Lemmy a morflé, c’est clair. Est obligé de s’économiser
sur scène. Est quasiment aphone. Mettrait du Schweppes dans son gin. En fait
survivrait. Mais bon, qu’est-ce que vous voulez qu’il fasse Motherfucker
Lemmy ? Partir dans une résidence pour vieux, attendre dans ses
charentaises l’heure de « Questions pour un champion », prendre un
potage, une tisane et dodo ? Ben non, il crèvera sa basse Rickenbacker à
la pogne, c’est tout. Incapable de faire autre chose.
Motörhead et ses disques, y’a longtemps que j’en ai plus
rien à foutre. J’ai « Overkill », « Ace … », le live à
l’Hammersmith, ça suffit. Ecouté d’une oreille distraite des bribes des
suivants. Toujours le même machin, mais en moins bien, moins fou, moins
sauvage, moins furieux. Du hard speedé et bourrin à la tonne … Pas vraiment mon
truc… Mais je vais vous faire une confidence, si dans un mag, y’a un papier sur
Lemmy (ou Keith Richards), c’est toujours celui que j’irai lire en premier. Pas
par fascination pour ces irrécupérables junkies, mais parce que ces types ont
vécu dans un seul de leurs trips de trois nuits sans dormir plus d’émotions
fortes que n’importe lequel de leurs fans en éprouvera dans une vie entière. Et
en plus, ces deux-là ont une vision, une connaissance de tout le fuckin’
rock’n’roll circus, un humour et oui oui, une lucidité qui m’épate et me
régale… Pensez, Lemmy, il a vu plus de dix fois les Beatles live, a porté les
amplis de Hendrix lors d’une tournée anglaise de l’Experience, a fait partie de
cette méchante bande de freaks d’Hawkwind, et a fondé Motörhead, groupe adoré
et respecté à la fois par les punks et les hardeux … Hats off, motherfucker …
« Aftershock », il paraît que c’est son meilleur depuis
longtemps. Enfin leur meilleur, parce qu’il est pas tout seul, Lemmy.
Motörhead, règle de base, c’est un trio. Dont je connaissais même pas le nom
des deux gonzos qui l’accompagnent. Ils sont là depuis longtemps, paraît-il.
Rien à foutre … pour moi, Motörhead, c’est Lemmy, Fast Eddie et Philty Animal
Taylor. La formule magique, royale … les autres formations, c’est pour payer
les factures et les dealers, sans intérêt …

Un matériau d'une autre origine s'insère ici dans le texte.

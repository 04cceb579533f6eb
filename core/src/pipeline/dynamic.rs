// esbflow/src/pipeline/dynamic.rs

//! Dynamic pipelines: processors injected before and after a flow's static
//! chain while the flow keeps running.

use crate::chain::ProcessorChain;
use crate::core::lifecycle::{self, LifecycleMember, LifecycleState};
use crate::core::processor::{processor_key, Processor};
use crate::error::{FlowError, FlowResult};
use crate::pipeline::definition::Flow;
use std::collections::HashSet;
use std::sync::atomic::Ordering;
use std::sync::Arc;
use tracing::{event, instrument, Level};

/// The overlay currently applied to a flow, if any.
#[derive(Default)]
pub(crate) struct OverlayState {
  pub(crate) id: Option<String>,
  pub(crate) before: Vec<Arc<dyn Processor>>,
  pub(crate) after: Vec<Arc<dyn Processor>>,
}

impl OverlayState {
  pub(crate) fn processors(&self) -> impl Iterator<Item = &Arc<dyn Processor>> {
    self.before.iter().chain(self.after.iter())
  }

  /// Overlay processors not already in `seen`, each listed once.
  pub(crate) fn members(&self, mut seen: HashSet<usize>) -> Vec<LifecycleMember<'_>> {
    self
      .processors()
      .filter(|p| seen.insert(processor_key(p.as_ref())))
      .map(|p| (p.name(), p.lifecycle()))
      .collect()
  }
}

/// Handle for editing one dynamic pipeline of a flow.
///
/// Injections only accumulate in the handle. Nothing reaches the flow until
/// `reset_and_update()` publishes `before ++ static chain ++ after` as the
/// effective chain, replacing any overlay applied under the same id.
/// `reset()` reverts the flow to its static chain.
pub struct DynamicPipelineBuilder<'flow> {
  flow: &'flow Flow,
  id: String,
  before: Vec<Arc<dyn Processor>>,
  after: Vec<Arc<dyn Processor>>,
}

impl<'flow> DynamicPipelineBuilder<'flow> {
  pub fn id(&self) -> &str {
    &self.id
  }

  /// Appends processors to run before the static chain.
  pub fn inject_before(mut self, processors: impl IntoIterator<Item = Arc<dyn Processor>>) -> Self {
    self.before.extend(processors);
    self
  }

  /// Appends processors to run after the static chain.
  pub fn inject_after(mut self, processors: impl IntoIterator<Item = Arc<dyn Processor>>) -> Self {
    self.after.extend(processors);
    self
  }

  /// Publishes the injected processors as the flow's effective chain and
  /// returns the pipeline id to resume editing with.
  pub fn reset_and_update(self) -> FlowResult<String> {
    self.flow.publish_overlay(&self.id, self.before, self.after)?;
    Ok(self.id)
  }

  /// Removes any applied overlay and returns the pipeline id.
  pub fn reset(self) -> FlowResult<String> {
    self.flow.clear_overlay(&self.id)?;
    Ok(self.id)
  }
}

impl Flow {
  pub(crate) fn static_processor_keys(&self) -> HashSet<usize> {
    self.processors.iter().map(|p| processor_key(p.as_ref())).collect()
  }

  /// Opens a dynamic pipeline handle.
  ///
  /// `None` allocates a fresh id without touching any existing overlay.
  /// `Some(id)` resumes the overlay applied under `id`, or claims `id` when no
  /// overlay is applied. An id that does not own the applied overlay is rejected.
  pub fn dynamic_pipeline(&self, id: Option<&str>) -> FlowResult<DynamicPipelineBuilder<'_>> {
    let id = match id {
      None => {
        let n = self.dynamic_id_counter.fetch_add(1, Ordering::SeqCst) + 1;
        format!("{}.dynamic-pipeline.{}", self.name, n)
      }
      Some(requested) => {
        self.ensure_owns_overlay(&self.overlay.lock(), requested)?;
        requested.to_string()
      }
    };
    Ok(DynamicPipelineBuilder {
      flow: self,
      id,
      before: Vec::new(),
      after: Vec::new(),
    })
  }

  fn ensure_owns_overlay(&self, overlay: &OverlayState, id: &str) -> FlowResult<()> {
    match &overlay.id {
      Some(applied) if applied != id => Err(FlowError::InvalidDynamicPipelineId {
        flow: self.name.clone(),
        id: id.to_string(),
      }),
      _ => Ok(()),
    }
  }

  #[instrument(name = "Flow::publish_overlay", skip_all, fields(flow = %self.name, pipeline_id = %id), err(Display))]
  fn publish_overlay(&self, id: &str, before: Vec<Arc<dyn Processor>>, after: Vec<Arc<dyn Processor>>) -> FlowResult<()> {
    // Lock order: state, then overlay.
    let state = self.state.lock();
    let runtime = self.runtime().ok_or_else(|| {
      FlowError::illegal_state(&self.name, "a dynamic pipeline can only be applied to an initialised flow")
    })?;
    let mut overlay = self.overlay.lock();
    self.ensure_owns_overlay(&overlay, id)?;

    let incoming = OverlayState {
      id: Some(id.to_string()),
      before,
      after,
    };
    // Static processors and those kept from the previous overlay already run
    // under the flow's lifecycle.
    let mut known = self.static_processor_keys();
    known.extend(overlay.processors().map(|p| processor_key(p.as_ref())));
    let fresh_members = incoming.members(known);

    lifecycle::initialise_in_order(&self.name, &fresh_members)?;
    if state.is_started() {
      if let Err(e) = lifecycle::start_in_order(&self.name, &fresh_members) {
        lifecycle::dispose_in_reverse(&self.name, &fresh_members);
        return Err(e);
      }
    }

    let mut effective: Vec<Arc<dyn Processor>> = Vec::with_capacity(incoming.before.len() + incoming.after.len() + 1);
    effective.extend(incoming.before.iter().cloned());
    effective.push(runtime.static_chain.clone() as Arc<dyn Processor>);
    effective.extend(incoming.after.iter().cloned());
    runtime.publish_chain(Arc::new(ProcessorChain::new(
      format!("'{}' dynamic processor chain", self.name),
      effective,
    )));

    let retained_keys: HashSet<usize> = incoming.processors().map(|p| processor_key(p.as_ref())).collect();
    let replaced = std::mem::replace(&mut *overlay, incoming);
    self.retire_overlay_processors(*state, &replaced, &retained_keys);
    self.paths.invalidate();

    event!(Level::INFO, before = overlay.before.len(), after = overlay.after.len(), "Dynamic pipeline applied.");
    Ok(())
  }

  #[instrument(name = "Flow::clear_overlay", skip_all, fields(flow = %self.name, pipeline_id = %id), err(Display))]
  fn clear_overlay(&self, id: &str) -> FlowResult<()> {
    let state = self.state.lock();
    let mut overlay = self.overlay.lock();
    self.ensure_owns_overlay(&overlay, id)?;

    if let Some(runtime) = self.runtime() {
      runtime.publish_chain(runtime.static_chain.clone());
    }
    let replaced = std::mem::take(&mut *overlay);
    self.retire_overlay_processors(*state, &replaced, &HashSet::new());
    self.paths.invalidate();

    event!(Level::INFO, "Dynamic pipeline reset to the static chain.");
    Ok(())
  }

  // Shuts down processors of a replaced overlay that are neither static nor
  // part of the new overlay.
  fn retire_overlay_processors(&self, state: LifecycleState, replaced: &OverlayState, retained_keys: &HashSet<usize>) {
    let mut kept = self.static_processor_keys();
    kept.extend(retained_keys.iter().copied());
    let retired = replaced.members(kept);
    if state.is_started() {
      lifecycle::stop_in_reverse(&self.name, &retired);
    }
    if state.is_initialised() {
      lifecycle::dispose_in_reverse(&self.name, &retired);
    }
  }
}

« Aftershock », n’écoutez pas ceux qui vont
vous dire qu’il est génial, c’est pas vrai, c'est un bon disque, c'est tout. D’abord le motherfucker Kilminster,
il est cuit. Tout juste si on entend ce qui lui reste de voix, un grognement
linéaire plat, sans tripes, rage, et adrénaline. Ensuite, enfer et damnation,
on sent tout ça écrit, pensé, susceptible d’être joué sur scène par un type qui
a plus les moyens d’assurer une heure et quart de speed-punk-metal. Alors y’a
des mid-tempos, une fuckin’ ballade (« Dust and glass », qui risque
pas de faire oublier la tornade « Metropolis ») … Et même un blues
(« Lost woman blues ») . Ouais, un blues … sale, velu et vulgaire …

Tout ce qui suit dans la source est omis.